Following the decision in Brussels on Monday (13 July) to negotiate a third Greek bailout, the Bundestag will vote on Friday (17 July) on a mandate for the German government. Approval is not assured. EURACTIV Germany reports.
Though a majority among the Bundestag’s 631 MPs seems relatively certain, the upcoming vote is a treacherous one for Angela Merkel. Resentment within her own centre-right alliance is high, as is the risk that many will vote “no” on the measure.
“The package is neither credible nor viable,” centre-right MP Klaus-Peter Willsch told Tagesspiegel.
MPs from the larger of the two centre-right parties, the Christian Democratic Union (CDU), Wolfgang Bosbach and Willsch announced their intentions to vote “no” on Friday, just as they have in previous votes regarding Greek aid.
Still, most of the Bundestag’s centre-right, Social Democrats and Greens are expected to vote “yes” on a mandate the German government needs for negotiations on a third bailout for Greece. The Left Party is expected to reject the plan.
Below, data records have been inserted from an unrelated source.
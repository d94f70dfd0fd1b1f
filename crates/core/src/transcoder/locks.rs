//! Per-destination job serialization.

use std::collections::HashMap;
use std::sync::{Arc, Mutex, PoisonError};
use tokio::sync::{Mutex as AsyncMutex, OwnedMutexGuard};

/// One async lock per destination prefix.
///
/// Jobs whose sources share a base name write the same destination keys, so
/// they must not run interleaved. Entries nobody holds or waits on are pruned
/// on the next acquire.
#[derive(Debug, Default)]
pub(crate) struct PrefixLocks {
    locks: Mutex<HashMap<String, Arc<AsyncMutex<()>>>>,
}

impl PrefixLocks {
    pub(crate) fn new() -> Self {
        Self::default()
    }

    /// Waits until no other job holds `prefix`.
    pub(crate) async fn acquire(&self, prefix: &str) -> OwnedMutexGuard<()> {
        let lock = {
            let mut locks = self.locks.lock().unwrap_or_else(PoisonError::into_inner);
            locks.retain(|_, lock| Arc::strong_count(lock) > 1);
            Arc::clone(locks.entry(prefix.to_string()).or_default())
        };
        lock.lock_owned().await
    }

    #[cfg(test)]
    fn tracked(&self) -> usize {
        self.locks
            .lock()
            .unwrap_or_else(PoisonError::into_inner)
            .len()
    }
}
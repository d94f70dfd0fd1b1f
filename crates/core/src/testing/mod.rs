//! Testing utilities and mock implementations.
//!
//! This module provides mock implementations of the storage, probe and
//! encoder traits, so jobs can run end to end without ffmpeg or S3.
//!
//! # Example
//!
//! ```rust,ignore
//! use ladder_core::testing::{fixtures, MockEncoder, MockProber, MockStorage};
//!
//! let storage = Arc::new(MockStorage::new());
//! storage.add_source("clip.mp4", fixtures::source_bytes()).await;
//!
//! let transcoder = fixtures::transcoder(
//!     scratch.path(),
//!     storage.clone(),
//!     Arc::new(MockProber::with_dimensions(640, 360)),
//!     Arc::new(MockEncoder::new()),
//! );
//! ```

mod mock_encoder;
mod mock_prober;
mod mock_storage;

pub use mock_encoder::MockEncoder;
pub use mock_prober::MockProber;
pub use mock_storage::{MockStorage, RecordedUpload};

/// Test fixtures and helper functions.
pub mod fixtures {
    use std::path::Path;
    use std::sync::Arc;

    use crate::encoder::RenditionEncoder;
    use crate::probe::{MediaMetadata, MediaProber};
    use crate::storage::StorageGateway;
    use crate::transcoder::{Transcoder, TranscoderConfig};

    /// Bytes standing in for a source video.
    pub fn source_bytes() -> Vec<u8> {
        b"\x00\x00\x00\x18ftypmp42 not really a video".to_vec()
    }

    /// Probe metadata with a 10 second duration.
    pub fn metadata(width: u32, height: u32) -> MediaMetadata {
        MediaMetadata {
            duration_millis: 10_000,
            width,
            height,
        }
    }

    /// Transcoder using `scratch_dir` with rollback enabled and no job limit.
    pub fn transcoder(
        scratch_dir: &Path,
        storage: Arc<dyn StorageGateway>,
        prober: Arc<dyn MediaProber>,
        encoder: Arc<dyn RenditionEncoder>,
    ) -> Transcoder {
        Transcoder::new(
            TranscoderConfig::default().with_scratch_dir(scratch_dir),
            storage,
            prober,
            encoder,
        )
    }
}
//! Types for the transcode orchestrator.

use serde::{Deserialize, Serialize};
use std::fmt;
use thiserror::Error;

use crate::encoder::EncodeError;
use crate::probe::ProbeError;
use crate::rendition::Rendition;
use crate::storage::StorageError;

/// Pipeline stage a job failed in.
#[derive(Debug, Clone, Copy, PartialEq, Eq, Hash, Serialize, Deserialize)]
#[serde(rename_all = "kebab-case")]
pub enum Stage {
    Download,
    Probe,
    Encode,
    Upload,
    NoOutput,
}

impl Stage {
    pub fn as_str(&self) -> &'static str {
        match self {
            Stage::Download => "download",
            Stage::Probe => "probe",
            Stage::Encode => "encode",
            Stage::Upload => "upload",
            Stage::NoOutput => "no-output",
        }
    }
}

impl fmt::Display for Stage {
    fn fmt(&self, f: &mut fmt::Formatter<'_>) -> fmt::Result {
        f.write_str(self.as_str())
    }
}

/// Renders the renditions finished before a failure, if any.
fn completed_note(completed: &[Rendition]) -> String {
    if completed.is_empty() {
        return String::new();
    }
    let names: Vec<&str> = completed.iter().map(Rendition::name).collect();
    format!(" (completed before failure: {})", names.join(", "))
}

/// Errors that abort a transcode job.
#[derive(Debug, Error)]
pub enum TranscodeError {
    /// Scratch workspace could not be created.
    #[error("download failed: could not create scratch workspace: {0}")]
    Workspace(#[source] std::io::Error),

    /// Source download failed.
    #[error("download failed: {0}")]
    Download(#[source] StorageError),

    /// Source could not be probed.
    #[error("probe failed: {0}")]
    Probe(#[source] ProbeError),

    /// Rendition output directory could not be created.
    #[error("encode failed for {rendition}{}: could not create output directory: {source}", completed_note(.completed))]
    OutputDir {
        rendition: Rendition,
        completed: Vec<Rendition>,
        #[source]
        source: std::io::Error,
    },

    /// Encoder failed for a rendition.
    #[error("encode failed for {rendition}{}: {source}", completed_note(.completed))]
    Encode {
        rendition: Rendition,
        completed: Vec<Rendition>,
        #[source]
        source: EncodeError,
    },

    /// Uploading a rendition's files failed.
    #[error("upload failed for {rendition}{}: {source}", completed_note(.completed))]
    Upload {
        rendition: Rendition,
        completed: Vec<Rendition>,
        #[source]
        source: StorageError,
    },

    /// The job finished without producing any rendition.
    #[error("no-output: no renditions were produced")]
    NoOutput,
}

impl TranscodeError {
    /// Stage the job stopped at.
    pub fn stage(&self) -> Stage {
        match self {
            Self::Workspace(_) | Self::Download(_) => Stage::Download,
            Self::Probe(_) => Stage::Probe,
            Self::OutputDir { .. } | Self::Encode { .. } => Stage::Encode,
            Self::Upload { .. } => Stage::Upload,
            Self::NoOutput => Stage::NoOutput,
        }
    }

    /// Rendition being processed when the job stopped, if any.
    pub fn rendition(&self) -> Option<Rendition> {
        match self {
            Self::OutputDir { rendition, .. }
            | Self::Encode { rendition, .. }
            | Self::Upload { rendition, .. } => Some(*rendition),
            _ => None,
        }
    }

    /// Renditions fully produced and uploaded before the failure.
    pub fn completed(&self) -> &[Rendition] {
        match self {
            Self::OutputDir { completed, .. }
            | Self::Encode { completed, .. }
            | Self::Upload { completed, .. } => completed,
            _ => &[],
        }
    }
}

/// Outcome of a successful job.
#[derive(Debug, Clone, PartialEq, Eq, Serialize, Deserialize)]
pub struct TranscodeResult {
    /// Identifier used in logs for this job.
    pub job_id: String,
    /// Produced renditions, ascending.
    pub renditions: Vec<Rendition>,
    /// Probed source duration in milliseconds.
    pub source_duration_millis: u64,
    /// Number of objects written to the destination store.
    pub uploaded_objects: usize,
}

impl TranscodeResult {
    /// Rendition names, ascending.
    pub fn rendition_names(&self) -> Vec<String> {
        self.renditions.iter().map(|r| r.name().to_string()).collect()
    }
}
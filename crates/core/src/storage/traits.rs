//! Trait definitions for the storage module.

use async_trait::async_trait;
use std::path::Path;

use super::error::StorageError;

/// Moves files between the local scratch area and the object stores.
///
/// Implementations hold one source store and one destination store and must
/// be safe to share between concurrent jobs. Retries, if any, belong to the
/// underlying client.
#[async_trait]
pub trait StorageGateway: Send + Sync {
    /// Returns the name of this gateway implementation.
    fn name(&self) -> &str;

    /// Downloads `source_key` from the source store into `dest`.
    ///
    /// `dest` is an existing, empty file owned by the caller; it is truncated
    /// and overwritten.
    async fn download(&self, source_key: &str, dest: &Path) -> Result<(), StorageError>;

    /// Uploads `local` to `destination_key` in the destination store.
    async fn upload(
        &self,
        local: &Path,
        destination_key: &str,
        content_type: &str,
    ) -> Result<(), StorageError>;

    /// Whether `destination_key` already exists in the destination store.
    async fn exists(&self, destination_key: &str) -> Result<bool, StorageError>;

    /// Deletes `destination_key` from the destination store.
    ///
    /// Deleting a key that does not exist succeeds.
    async fn delete(&self, destination_key: &str) -> Result<(), StorageError>;
}
use axum::{
    middleware,
    routing::{get, post},
    Router,
};
use std::sync::Arc;
use tower_http::trace::TraceLayer;

use super::{handlers, middleware::metrics_middleware, transcode};
use crate::state::AppState;

pub fn create_router(state: Arc<AppState>) -> Router {
    // API routes
    let api_routes = Router::new()
        // Health and config
        .route("/health", get(handlers::health))
        .route("/config", get(handlers::get_config))
        // Transcoding
        .route("/transcode", post(transcode::transcode))
        .with_state(state);

    Router::new()
        .nest("/api/v1", api_routes)
        .route("/metrics", get(handlers::metrics))
        .layer(middleware::from_fn(metrics_middleware))
        .layer(TraceLayer::new_for_http())
}
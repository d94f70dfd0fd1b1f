//! Rendition tiers and resolution planning.
//!
//! The rendition table is closed: five tiers from 240p to 1080p, each with a
//! classification threshold and an encode target. [`plan`] picks the tiers to
//! produce for a source from its native dimensions.

mod planner;
mod types;

pub use planner::{classify, plan, RenditionPlan};
pub use types::{Dimensions, Rendition, UnknownRendition};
In a second vote, the Bundestag would later have to agree to the new assistance programme.
The agreement established on Monday (13 July) morning in Brussels is a further attempt to “patch-up cracks in the system with a lot of money”, Willsch said. Among other things, he criticised the scope of the planned €50 billion trust fund. This was already recorded as a privatisation target in the first bailout package, but not even 10% of it was actually achieved.
Hans-Peter Friedrich, the deputy chair of the centre-right group in the Bundestag, expressed his doubts over reform pledges from Greece’s left-wing government.
“I do not believe one word the Greek communists say anymore,” Friedrich told Bild.
Merkel backed by centre-right leadership
Meanwhile, leaders within the CDU and the centre-right group in the Bundestag have moved to back the negotiated Greece package and assured the Chancellor of their support in the upcoming vote.
“On the national board, it was clear that the board stands behind Merkel on this issue and supports her,” said CDU Secretary-General Peter Tauber on Monday after committee meetings in Berlin.
Applause for the Chancellor in a meeting of CDU leaders was “long-lasting”, the Secretary-General confirmed. There was one comment made which Tauber said he would “interpret as critical” and “very, very many” comments in support.
According to sources within the party, Volker Kauder, head of the centre-right group, also agreed to encourage the CDU/CSU parliamentary group to vote in favour of commencing formal negotiations over a third bailout for Greece.
He emphasised that this is not about a “fundraising package” for Athens, sources indicated. More importantly, the package contains “far-reaching structural reforms”. In addition, Kauder said, Europe has been successfully “held together”.
After an agreement among eurozone countries early Monday morning in Brussels, Merkel said she could recommend “with full conviction” that the Bundestag approve the measure. But the government will not request a vote from Bundestag members, she indicated, before the parliament in Athens has confirmed the entire programme determined in negotiations and has passed a set of concrete reforms. This is expected to occur by Wednesday (15 July).
According to sources within the coalition, the president of the Bundestag Norbert Lammert (CDU) announced that a special session of parliament is planned to begin at 10 a.m. on Friday. The day before, Bundestag parliamentary groups are expected to hold meetings.
Some MPs will have to break off their vacations to come back to Berlin for the vote. Bundestag members have been on summer break since the beginning of July.
The centre-right CDU/CSU group scheduled a meeting for Thursday (16 July) evening. The Social Democratic Party (SPD) informed MPs via text message to be prepared for a plenary meeting on Friday.